**YOUR OBJECTIVE**
Go through the material below and copy each line where the word "price" appears.

- - - - -

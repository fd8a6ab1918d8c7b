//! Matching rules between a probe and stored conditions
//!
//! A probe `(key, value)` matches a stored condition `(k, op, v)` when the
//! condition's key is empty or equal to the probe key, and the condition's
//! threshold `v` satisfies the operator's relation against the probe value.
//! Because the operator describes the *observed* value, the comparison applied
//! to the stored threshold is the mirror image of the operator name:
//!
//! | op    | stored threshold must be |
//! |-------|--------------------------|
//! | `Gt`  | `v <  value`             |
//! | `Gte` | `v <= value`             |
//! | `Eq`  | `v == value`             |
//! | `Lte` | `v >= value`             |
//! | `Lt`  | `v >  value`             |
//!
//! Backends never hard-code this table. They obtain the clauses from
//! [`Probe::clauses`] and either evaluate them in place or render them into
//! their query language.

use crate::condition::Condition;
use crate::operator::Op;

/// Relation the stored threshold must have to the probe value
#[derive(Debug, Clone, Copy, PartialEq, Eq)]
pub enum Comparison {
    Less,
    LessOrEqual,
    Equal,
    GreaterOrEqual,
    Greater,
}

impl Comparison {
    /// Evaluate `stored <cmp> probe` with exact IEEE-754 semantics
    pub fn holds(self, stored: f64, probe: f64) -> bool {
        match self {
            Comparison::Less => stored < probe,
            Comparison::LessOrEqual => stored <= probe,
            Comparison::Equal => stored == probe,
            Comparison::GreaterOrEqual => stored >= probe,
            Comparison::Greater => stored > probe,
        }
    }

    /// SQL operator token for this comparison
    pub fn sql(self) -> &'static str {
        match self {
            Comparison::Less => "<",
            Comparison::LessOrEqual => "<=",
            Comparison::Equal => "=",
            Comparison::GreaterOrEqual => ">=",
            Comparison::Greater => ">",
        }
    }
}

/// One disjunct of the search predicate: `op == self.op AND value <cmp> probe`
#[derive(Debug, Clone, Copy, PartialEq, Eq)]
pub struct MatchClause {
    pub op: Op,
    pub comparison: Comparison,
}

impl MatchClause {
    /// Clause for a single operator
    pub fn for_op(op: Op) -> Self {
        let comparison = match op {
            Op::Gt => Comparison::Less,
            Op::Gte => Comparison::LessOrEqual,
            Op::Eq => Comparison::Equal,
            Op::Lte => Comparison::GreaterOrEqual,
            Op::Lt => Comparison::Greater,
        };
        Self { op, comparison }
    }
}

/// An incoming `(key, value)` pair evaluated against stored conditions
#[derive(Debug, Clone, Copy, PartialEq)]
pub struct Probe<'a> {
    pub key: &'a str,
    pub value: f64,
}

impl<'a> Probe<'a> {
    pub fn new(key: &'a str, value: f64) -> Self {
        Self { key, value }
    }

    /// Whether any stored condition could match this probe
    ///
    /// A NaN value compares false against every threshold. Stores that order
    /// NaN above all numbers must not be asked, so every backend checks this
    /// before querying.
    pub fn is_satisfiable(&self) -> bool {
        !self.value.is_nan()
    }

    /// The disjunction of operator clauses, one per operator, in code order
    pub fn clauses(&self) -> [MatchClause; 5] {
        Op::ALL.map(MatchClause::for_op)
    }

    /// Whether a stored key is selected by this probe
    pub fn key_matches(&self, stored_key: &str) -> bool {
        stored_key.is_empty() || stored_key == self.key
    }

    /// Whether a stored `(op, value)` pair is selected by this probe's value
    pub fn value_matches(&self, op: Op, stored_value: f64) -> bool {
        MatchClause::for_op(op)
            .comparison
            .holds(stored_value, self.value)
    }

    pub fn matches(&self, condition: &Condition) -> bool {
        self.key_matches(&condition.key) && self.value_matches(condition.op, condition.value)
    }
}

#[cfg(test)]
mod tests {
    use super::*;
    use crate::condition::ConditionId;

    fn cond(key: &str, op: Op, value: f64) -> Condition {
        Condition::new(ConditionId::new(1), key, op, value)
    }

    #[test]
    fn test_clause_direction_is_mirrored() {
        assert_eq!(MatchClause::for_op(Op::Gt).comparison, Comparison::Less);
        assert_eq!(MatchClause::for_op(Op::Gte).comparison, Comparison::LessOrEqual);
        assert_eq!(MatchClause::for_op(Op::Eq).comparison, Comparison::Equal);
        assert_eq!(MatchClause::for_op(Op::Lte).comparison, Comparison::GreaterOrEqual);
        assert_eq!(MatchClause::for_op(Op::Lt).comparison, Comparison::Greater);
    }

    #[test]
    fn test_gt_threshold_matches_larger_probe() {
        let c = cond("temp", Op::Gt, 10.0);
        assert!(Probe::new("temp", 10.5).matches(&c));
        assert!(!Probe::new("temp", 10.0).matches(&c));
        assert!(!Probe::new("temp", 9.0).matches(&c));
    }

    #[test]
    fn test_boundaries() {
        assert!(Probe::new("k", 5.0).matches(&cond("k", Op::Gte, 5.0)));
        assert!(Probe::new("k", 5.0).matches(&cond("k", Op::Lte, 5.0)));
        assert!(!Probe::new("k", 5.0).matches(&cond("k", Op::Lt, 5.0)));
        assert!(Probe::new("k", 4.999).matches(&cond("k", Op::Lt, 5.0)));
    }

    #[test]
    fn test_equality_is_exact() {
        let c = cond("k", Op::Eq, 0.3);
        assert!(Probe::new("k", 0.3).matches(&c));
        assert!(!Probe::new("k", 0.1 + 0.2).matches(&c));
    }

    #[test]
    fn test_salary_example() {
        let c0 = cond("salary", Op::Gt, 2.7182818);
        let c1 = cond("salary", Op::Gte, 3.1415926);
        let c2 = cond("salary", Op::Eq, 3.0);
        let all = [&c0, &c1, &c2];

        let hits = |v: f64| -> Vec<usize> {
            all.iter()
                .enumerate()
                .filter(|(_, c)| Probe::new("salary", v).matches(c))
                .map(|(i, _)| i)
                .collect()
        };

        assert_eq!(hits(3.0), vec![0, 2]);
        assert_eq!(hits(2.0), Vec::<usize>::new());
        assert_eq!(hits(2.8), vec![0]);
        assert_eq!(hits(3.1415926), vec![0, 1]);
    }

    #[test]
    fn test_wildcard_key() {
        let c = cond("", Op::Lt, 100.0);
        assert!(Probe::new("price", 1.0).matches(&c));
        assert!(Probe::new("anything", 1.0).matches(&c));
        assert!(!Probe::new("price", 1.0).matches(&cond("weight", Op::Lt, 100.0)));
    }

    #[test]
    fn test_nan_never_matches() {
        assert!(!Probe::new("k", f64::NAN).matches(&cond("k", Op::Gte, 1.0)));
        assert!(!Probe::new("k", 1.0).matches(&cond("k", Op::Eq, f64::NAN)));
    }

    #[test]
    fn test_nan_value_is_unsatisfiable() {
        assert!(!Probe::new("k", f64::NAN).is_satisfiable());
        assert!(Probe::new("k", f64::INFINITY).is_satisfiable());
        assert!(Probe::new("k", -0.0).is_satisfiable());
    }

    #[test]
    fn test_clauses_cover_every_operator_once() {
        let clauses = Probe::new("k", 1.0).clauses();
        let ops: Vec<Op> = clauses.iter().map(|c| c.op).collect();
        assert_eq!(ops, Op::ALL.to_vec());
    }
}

- - - - -

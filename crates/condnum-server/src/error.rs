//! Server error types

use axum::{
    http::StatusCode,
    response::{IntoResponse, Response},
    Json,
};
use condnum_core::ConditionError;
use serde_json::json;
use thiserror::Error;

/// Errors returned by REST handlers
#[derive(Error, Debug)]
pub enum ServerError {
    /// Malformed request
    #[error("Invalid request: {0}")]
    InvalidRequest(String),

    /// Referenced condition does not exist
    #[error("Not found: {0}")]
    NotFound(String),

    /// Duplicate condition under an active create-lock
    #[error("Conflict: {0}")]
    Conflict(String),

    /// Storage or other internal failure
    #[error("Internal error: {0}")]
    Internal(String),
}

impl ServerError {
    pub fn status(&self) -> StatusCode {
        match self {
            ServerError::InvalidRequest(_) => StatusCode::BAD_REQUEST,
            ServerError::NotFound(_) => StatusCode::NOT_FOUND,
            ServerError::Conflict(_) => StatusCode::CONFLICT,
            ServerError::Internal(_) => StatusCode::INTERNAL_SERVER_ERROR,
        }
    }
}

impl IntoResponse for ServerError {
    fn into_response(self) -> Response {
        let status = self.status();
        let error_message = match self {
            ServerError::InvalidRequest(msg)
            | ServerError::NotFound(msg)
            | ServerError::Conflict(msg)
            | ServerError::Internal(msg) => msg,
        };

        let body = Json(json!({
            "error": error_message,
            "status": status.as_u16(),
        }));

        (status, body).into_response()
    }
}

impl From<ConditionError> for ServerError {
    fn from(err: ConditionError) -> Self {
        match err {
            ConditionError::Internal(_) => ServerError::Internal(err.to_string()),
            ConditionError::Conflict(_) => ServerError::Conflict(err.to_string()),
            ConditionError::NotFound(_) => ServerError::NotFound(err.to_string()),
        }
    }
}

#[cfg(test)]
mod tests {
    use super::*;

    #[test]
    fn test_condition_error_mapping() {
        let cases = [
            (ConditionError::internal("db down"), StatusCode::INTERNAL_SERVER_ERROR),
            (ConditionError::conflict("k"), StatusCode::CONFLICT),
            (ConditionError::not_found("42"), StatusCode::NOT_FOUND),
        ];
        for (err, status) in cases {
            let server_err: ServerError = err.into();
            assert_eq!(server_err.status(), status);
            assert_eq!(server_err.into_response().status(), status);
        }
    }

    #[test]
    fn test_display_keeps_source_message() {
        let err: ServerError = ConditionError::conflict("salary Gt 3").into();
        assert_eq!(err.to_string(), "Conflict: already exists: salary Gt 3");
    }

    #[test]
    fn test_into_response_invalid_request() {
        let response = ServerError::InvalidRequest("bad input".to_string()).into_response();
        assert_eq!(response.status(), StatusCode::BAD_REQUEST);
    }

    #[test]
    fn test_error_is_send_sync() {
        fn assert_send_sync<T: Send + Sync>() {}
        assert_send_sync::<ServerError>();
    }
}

- - - - -

**ANSWER BELOW**
        assert!(Probe::new("price", 1.0).matches(&c));
        assert!(!Probe::new("price", 1.0).matches(&cond("weight", Op::Lt, 100.0)));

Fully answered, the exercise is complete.